◆ **Your instructions**: What is the number of lines in the entries that include the word "matches"? Respond with the number only.

◆ **Collected data entries**:

□ □ □ □ □

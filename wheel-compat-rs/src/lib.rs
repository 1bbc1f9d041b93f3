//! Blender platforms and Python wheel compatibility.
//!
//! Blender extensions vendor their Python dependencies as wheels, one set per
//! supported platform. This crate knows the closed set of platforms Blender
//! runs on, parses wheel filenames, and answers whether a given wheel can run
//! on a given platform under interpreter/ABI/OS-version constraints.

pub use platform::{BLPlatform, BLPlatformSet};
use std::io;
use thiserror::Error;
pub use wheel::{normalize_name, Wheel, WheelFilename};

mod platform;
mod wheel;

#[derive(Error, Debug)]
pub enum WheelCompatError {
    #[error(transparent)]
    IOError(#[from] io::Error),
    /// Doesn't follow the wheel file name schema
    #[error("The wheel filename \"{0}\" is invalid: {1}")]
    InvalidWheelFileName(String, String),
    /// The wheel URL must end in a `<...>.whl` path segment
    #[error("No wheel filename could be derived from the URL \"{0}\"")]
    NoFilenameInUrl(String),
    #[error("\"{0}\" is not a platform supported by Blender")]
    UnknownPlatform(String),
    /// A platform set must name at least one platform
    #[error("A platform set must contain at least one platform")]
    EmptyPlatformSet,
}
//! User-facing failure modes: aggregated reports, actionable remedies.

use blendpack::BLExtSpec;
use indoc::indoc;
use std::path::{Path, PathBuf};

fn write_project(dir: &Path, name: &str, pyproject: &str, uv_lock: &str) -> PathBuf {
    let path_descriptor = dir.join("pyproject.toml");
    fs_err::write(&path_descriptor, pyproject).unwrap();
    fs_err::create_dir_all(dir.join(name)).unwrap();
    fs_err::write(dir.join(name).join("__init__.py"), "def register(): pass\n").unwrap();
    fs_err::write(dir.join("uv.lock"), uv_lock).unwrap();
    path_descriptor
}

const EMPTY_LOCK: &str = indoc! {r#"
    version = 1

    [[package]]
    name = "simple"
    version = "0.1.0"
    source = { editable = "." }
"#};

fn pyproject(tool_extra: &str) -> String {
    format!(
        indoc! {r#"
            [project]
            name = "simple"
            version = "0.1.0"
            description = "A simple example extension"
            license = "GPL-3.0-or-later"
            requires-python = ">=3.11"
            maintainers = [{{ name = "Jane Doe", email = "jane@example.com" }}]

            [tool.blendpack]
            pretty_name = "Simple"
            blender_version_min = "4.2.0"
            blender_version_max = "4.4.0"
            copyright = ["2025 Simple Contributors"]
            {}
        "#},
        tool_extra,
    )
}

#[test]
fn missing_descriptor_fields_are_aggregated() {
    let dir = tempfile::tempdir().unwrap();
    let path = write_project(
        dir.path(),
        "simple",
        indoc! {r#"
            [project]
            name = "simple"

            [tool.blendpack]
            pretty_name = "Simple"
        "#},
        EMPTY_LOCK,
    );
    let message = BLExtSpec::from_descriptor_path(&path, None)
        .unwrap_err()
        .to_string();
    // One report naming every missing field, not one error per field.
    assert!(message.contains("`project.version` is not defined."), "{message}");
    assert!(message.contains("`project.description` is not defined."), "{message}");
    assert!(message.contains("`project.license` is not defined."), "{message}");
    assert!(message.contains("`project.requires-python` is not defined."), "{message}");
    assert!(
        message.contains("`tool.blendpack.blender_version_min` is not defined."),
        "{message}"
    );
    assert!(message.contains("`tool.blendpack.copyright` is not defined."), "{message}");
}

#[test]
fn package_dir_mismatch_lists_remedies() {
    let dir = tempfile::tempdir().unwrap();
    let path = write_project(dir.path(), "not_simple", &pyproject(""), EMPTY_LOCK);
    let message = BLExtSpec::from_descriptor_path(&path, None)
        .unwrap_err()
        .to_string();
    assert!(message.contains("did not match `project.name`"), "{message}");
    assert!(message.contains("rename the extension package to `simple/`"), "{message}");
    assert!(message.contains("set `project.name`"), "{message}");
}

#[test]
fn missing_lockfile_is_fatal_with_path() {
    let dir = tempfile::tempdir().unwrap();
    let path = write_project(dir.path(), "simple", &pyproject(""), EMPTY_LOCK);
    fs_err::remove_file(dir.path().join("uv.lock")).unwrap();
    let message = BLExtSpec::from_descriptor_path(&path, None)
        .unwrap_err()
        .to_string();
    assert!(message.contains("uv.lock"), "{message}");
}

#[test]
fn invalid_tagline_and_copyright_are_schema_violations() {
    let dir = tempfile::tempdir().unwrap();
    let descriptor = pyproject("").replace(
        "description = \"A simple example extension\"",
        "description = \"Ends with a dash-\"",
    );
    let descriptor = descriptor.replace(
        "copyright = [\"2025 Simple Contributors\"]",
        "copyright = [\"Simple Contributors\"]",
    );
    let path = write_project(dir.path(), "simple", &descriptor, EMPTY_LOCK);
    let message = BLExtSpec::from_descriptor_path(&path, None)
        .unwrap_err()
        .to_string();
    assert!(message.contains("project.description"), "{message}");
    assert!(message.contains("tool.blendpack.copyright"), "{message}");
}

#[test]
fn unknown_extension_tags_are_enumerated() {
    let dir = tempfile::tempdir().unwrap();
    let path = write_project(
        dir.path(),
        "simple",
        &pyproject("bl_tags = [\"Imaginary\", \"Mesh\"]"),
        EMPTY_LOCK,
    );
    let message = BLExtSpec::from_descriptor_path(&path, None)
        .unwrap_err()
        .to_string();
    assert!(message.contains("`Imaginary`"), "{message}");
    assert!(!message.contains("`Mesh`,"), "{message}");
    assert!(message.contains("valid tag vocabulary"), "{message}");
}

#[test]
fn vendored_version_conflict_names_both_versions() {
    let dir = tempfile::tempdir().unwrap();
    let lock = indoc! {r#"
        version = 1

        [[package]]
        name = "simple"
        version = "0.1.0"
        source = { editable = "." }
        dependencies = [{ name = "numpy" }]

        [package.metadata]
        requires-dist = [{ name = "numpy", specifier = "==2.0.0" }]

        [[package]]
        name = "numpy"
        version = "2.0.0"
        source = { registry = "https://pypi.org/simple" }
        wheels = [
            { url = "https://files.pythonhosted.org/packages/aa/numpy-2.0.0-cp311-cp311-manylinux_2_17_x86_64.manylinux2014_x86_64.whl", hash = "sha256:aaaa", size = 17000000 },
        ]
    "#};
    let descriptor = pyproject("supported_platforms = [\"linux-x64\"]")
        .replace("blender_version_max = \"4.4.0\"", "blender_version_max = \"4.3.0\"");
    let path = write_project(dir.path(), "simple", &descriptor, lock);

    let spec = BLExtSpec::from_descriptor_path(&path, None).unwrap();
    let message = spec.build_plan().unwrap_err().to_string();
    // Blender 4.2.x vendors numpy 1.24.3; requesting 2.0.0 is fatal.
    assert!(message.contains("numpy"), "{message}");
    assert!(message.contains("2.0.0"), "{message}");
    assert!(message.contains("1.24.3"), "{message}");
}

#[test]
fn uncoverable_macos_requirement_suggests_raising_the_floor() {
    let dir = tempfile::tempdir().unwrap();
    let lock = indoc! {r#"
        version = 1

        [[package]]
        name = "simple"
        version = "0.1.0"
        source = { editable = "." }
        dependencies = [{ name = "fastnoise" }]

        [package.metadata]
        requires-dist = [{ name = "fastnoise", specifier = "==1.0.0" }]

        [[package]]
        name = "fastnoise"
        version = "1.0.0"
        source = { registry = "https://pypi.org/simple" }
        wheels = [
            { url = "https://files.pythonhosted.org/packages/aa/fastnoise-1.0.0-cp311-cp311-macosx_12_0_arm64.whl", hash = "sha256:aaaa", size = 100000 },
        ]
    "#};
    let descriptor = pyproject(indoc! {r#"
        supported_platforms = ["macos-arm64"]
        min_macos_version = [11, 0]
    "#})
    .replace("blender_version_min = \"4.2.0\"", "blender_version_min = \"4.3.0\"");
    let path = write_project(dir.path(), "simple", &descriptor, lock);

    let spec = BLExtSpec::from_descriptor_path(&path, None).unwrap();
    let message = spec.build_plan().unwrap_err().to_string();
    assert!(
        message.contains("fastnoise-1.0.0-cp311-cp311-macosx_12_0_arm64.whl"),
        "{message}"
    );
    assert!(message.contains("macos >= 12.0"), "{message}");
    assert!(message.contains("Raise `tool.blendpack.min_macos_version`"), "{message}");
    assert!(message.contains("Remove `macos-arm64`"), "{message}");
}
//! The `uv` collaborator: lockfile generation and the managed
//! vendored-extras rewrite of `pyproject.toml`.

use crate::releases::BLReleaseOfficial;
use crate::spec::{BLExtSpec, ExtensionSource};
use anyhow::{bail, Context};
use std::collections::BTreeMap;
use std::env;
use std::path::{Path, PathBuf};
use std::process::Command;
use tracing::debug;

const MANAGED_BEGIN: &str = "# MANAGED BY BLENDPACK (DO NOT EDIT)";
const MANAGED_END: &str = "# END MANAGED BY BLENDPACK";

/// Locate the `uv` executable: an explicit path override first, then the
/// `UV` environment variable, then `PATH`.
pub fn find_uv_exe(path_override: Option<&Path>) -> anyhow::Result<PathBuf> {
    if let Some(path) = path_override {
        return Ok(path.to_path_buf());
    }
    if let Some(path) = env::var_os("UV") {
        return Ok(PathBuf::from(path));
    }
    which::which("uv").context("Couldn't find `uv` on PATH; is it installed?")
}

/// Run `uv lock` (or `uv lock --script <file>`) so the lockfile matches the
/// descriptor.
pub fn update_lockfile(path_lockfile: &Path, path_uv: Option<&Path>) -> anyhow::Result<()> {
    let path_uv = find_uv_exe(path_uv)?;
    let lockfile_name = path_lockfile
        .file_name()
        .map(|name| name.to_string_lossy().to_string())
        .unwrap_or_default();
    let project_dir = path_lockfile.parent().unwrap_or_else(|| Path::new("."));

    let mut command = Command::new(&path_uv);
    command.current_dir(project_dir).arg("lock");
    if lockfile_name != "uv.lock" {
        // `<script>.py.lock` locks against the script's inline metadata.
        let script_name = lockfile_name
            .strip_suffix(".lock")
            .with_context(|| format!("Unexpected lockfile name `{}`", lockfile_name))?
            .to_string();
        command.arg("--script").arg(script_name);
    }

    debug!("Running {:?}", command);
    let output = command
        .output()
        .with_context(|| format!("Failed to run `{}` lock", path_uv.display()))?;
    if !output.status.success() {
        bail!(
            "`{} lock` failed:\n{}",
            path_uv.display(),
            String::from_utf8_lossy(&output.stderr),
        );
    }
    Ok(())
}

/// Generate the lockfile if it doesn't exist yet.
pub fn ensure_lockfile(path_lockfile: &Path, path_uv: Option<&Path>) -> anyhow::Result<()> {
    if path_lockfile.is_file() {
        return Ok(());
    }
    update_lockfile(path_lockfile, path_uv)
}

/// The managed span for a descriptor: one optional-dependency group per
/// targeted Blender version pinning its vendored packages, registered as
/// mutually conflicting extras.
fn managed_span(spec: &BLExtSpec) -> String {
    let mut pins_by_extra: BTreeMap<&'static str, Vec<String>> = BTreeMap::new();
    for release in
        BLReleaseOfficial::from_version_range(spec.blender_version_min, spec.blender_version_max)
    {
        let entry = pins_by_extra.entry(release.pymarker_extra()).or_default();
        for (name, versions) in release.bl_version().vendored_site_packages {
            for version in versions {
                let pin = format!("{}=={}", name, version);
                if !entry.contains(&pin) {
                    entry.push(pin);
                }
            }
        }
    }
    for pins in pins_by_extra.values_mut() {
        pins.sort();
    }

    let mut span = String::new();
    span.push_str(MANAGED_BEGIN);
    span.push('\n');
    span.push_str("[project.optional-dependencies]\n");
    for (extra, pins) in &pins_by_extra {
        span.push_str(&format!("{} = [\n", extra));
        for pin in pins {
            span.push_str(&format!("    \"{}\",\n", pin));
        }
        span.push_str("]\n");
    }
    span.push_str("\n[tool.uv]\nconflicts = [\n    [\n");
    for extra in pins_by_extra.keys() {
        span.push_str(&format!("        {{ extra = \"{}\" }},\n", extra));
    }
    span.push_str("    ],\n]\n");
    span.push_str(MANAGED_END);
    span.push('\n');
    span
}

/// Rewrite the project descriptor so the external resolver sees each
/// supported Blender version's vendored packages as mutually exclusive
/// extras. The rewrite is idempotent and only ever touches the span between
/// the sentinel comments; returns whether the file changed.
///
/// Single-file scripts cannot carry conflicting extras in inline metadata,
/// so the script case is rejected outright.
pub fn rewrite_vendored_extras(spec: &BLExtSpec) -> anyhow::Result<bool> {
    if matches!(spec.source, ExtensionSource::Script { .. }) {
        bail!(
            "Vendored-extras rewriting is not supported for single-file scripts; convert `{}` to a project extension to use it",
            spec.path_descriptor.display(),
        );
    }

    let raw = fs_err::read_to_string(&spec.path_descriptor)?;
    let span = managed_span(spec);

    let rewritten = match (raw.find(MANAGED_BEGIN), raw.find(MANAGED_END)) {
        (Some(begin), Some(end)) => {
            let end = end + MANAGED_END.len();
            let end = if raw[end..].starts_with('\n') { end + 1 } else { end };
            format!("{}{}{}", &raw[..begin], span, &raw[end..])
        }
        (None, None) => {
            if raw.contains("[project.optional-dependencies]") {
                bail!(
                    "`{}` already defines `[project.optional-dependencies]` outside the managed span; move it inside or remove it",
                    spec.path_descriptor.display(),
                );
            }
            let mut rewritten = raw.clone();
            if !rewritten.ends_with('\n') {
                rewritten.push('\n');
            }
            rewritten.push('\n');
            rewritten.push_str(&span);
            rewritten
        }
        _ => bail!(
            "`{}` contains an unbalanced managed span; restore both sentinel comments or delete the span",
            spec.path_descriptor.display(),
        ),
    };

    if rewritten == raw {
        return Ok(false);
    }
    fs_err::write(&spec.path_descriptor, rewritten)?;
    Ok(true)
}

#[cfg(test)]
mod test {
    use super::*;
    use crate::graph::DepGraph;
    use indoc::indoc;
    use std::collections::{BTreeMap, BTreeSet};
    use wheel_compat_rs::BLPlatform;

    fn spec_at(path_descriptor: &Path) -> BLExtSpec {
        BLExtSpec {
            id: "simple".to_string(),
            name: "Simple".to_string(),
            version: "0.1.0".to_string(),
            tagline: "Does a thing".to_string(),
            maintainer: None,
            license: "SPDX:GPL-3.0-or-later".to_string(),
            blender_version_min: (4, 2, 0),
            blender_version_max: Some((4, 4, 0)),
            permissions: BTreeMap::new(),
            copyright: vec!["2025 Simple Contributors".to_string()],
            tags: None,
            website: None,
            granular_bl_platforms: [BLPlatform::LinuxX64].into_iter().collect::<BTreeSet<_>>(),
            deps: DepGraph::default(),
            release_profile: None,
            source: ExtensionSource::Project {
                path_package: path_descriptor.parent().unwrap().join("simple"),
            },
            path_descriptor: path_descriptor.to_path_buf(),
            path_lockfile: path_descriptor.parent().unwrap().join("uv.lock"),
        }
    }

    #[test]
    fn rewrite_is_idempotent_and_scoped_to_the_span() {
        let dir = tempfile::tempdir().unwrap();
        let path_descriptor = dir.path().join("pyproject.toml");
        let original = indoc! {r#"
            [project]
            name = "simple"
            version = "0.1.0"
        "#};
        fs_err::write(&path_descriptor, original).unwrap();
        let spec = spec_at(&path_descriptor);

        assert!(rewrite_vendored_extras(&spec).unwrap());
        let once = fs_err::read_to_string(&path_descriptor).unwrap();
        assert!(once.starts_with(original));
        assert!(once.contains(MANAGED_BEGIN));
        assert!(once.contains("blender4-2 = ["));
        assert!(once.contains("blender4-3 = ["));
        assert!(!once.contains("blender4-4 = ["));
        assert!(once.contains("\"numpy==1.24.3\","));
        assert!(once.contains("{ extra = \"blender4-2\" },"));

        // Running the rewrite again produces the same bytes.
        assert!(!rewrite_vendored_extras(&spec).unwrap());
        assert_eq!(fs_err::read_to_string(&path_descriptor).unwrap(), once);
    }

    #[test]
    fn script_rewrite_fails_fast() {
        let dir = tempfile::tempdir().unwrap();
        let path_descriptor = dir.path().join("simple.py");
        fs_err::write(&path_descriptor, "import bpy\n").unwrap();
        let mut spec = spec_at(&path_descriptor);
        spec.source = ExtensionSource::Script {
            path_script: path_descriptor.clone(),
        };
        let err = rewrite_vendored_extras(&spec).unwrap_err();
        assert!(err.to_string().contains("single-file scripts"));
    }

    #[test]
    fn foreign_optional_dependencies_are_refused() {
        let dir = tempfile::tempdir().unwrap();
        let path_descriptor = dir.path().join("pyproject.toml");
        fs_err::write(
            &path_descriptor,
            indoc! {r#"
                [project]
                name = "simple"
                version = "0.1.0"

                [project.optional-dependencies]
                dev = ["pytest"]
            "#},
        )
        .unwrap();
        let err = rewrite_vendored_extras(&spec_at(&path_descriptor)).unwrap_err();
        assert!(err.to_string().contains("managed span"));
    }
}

□ □ □ □ □

◆ **Exercise output**: 2